_Raw data_

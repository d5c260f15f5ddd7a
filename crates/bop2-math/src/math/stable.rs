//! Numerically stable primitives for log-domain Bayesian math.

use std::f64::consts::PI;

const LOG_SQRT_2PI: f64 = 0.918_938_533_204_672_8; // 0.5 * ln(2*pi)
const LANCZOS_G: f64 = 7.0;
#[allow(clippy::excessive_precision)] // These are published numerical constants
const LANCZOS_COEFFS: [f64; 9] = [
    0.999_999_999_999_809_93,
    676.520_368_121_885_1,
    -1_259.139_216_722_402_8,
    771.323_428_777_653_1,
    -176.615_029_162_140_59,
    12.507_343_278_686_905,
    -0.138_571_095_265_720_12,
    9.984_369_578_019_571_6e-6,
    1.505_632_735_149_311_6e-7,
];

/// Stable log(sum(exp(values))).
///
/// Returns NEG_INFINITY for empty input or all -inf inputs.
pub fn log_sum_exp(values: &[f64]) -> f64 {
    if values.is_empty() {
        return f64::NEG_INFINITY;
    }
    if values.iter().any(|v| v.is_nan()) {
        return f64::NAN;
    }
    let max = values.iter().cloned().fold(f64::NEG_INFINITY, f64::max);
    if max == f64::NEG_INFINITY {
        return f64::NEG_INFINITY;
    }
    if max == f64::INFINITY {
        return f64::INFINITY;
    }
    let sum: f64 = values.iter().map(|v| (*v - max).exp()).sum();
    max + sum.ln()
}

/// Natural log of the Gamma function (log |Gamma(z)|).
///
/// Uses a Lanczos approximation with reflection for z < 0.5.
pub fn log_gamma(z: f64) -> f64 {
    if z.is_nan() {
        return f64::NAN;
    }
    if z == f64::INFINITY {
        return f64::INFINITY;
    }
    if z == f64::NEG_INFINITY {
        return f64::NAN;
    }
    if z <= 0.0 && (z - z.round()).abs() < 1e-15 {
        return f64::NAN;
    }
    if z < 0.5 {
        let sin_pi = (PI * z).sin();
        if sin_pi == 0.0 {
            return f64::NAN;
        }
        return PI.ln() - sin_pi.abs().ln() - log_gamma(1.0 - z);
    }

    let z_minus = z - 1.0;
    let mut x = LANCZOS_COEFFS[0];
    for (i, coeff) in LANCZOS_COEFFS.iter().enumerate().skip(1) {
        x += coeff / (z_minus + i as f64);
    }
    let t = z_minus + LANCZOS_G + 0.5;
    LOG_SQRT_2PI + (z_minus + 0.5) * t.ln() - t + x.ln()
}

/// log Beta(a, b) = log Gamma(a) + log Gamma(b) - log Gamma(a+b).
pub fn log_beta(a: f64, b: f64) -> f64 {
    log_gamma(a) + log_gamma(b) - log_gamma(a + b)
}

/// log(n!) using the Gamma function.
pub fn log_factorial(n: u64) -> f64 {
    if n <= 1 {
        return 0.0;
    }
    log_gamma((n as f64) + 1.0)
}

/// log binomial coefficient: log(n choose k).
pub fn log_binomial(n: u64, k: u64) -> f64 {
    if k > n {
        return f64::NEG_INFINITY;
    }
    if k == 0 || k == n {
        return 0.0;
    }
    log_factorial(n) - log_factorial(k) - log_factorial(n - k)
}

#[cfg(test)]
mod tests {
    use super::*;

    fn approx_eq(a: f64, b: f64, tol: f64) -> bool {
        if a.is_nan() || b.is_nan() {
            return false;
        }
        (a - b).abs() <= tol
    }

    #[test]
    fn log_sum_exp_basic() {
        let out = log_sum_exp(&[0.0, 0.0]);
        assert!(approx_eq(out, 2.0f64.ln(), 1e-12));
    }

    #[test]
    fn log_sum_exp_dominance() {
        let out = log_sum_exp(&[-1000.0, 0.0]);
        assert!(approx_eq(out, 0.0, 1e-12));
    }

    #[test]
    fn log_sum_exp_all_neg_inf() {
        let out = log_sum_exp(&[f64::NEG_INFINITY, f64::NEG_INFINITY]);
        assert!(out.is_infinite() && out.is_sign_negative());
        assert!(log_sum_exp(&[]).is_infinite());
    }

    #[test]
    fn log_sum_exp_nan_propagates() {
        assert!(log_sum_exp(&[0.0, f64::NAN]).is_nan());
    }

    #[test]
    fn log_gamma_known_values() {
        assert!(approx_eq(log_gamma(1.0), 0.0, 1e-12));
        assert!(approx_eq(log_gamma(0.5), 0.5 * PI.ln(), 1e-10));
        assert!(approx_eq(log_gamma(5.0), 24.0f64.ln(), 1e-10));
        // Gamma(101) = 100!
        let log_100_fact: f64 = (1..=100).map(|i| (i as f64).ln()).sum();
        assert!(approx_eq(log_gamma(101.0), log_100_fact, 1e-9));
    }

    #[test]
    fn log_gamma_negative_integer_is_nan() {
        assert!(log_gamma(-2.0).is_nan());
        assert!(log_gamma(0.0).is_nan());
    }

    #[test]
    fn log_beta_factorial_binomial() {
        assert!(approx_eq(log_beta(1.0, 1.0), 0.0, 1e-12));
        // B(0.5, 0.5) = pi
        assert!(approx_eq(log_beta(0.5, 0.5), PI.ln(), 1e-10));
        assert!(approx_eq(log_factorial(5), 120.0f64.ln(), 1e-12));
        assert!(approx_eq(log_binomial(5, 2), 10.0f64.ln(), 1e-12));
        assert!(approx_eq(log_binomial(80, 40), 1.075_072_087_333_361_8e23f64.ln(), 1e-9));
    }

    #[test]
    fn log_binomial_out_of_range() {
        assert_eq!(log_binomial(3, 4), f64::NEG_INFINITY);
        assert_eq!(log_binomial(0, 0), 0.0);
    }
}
* * *
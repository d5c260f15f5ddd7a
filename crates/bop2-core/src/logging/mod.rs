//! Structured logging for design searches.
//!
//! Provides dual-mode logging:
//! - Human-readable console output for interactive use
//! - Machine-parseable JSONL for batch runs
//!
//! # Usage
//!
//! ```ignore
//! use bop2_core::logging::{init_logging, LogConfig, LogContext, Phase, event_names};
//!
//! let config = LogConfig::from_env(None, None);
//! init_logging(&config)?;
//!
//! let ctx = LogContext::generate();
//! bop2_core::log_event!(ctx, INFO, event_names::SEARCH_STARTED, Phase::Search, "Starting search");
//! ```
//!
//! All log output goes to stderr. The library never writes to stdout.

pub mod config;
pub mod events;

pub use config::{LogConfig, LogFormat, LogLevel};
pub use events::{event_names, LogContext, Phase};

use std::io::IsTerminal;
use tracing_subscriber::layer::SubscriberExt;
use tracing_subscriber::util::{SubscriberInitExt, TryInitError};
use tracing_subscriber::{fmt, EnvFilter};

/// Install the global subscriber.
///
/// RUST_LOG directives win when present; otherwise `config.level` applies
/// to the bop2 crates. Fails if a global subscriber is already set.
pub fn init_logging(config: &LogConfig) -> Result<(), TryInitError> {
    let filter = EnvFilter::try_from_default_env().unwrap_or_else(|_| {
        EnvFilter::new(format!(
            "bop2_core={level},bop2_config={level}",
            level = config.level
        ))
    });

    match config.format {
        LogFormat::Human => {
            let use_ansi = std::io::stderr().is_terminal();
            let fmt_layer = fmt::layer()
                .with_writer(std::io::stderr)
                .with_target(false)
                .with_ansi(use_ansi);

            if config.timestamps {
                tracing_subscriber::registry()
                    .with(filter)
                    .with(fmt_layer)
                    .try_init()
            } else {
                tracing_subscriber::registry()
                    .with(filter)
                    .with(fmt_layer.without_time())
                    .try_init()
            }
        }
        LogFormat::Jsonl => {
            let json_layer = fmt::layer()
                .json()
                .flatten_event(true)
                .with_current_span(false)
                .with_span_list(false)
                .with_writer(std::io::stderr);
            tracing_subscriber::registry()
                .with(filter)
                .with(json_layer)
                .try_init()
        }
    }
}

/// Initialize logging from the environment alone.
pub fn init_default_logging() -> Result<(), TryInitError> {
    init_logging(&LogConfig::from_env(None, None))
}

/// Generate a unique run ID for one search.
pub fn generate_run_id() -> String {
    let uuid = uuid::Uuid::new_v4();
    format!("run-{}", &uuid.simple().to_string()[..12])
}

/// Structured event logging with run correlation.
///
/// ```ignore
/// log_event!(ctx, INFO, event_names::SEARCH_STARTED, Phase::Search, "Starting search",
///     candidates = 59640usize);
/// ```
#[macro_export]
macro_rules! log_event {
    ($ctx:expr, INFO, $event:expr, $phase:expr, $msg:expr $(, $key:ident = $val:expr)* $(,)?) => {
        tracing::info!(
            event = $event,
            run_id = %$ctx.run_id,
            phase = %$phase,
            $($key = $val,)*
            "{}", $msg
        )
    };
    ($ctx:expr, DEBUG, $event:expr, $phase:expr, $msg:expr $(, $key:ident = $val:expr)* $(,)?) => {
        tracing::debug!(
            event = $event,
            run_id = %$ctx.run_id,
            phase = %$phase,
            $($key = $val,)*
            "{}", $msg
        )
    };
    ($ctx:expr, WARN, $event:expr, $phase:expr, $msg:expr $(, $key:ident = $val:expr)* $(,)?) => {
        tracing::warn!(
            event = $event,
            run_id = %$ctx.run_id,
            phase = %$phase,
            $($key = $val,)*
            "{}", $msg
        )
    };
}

_What the task requires_
Check every line of the entries for the string "crates". Give only the number of lines that hold it.

_Output of the task_
3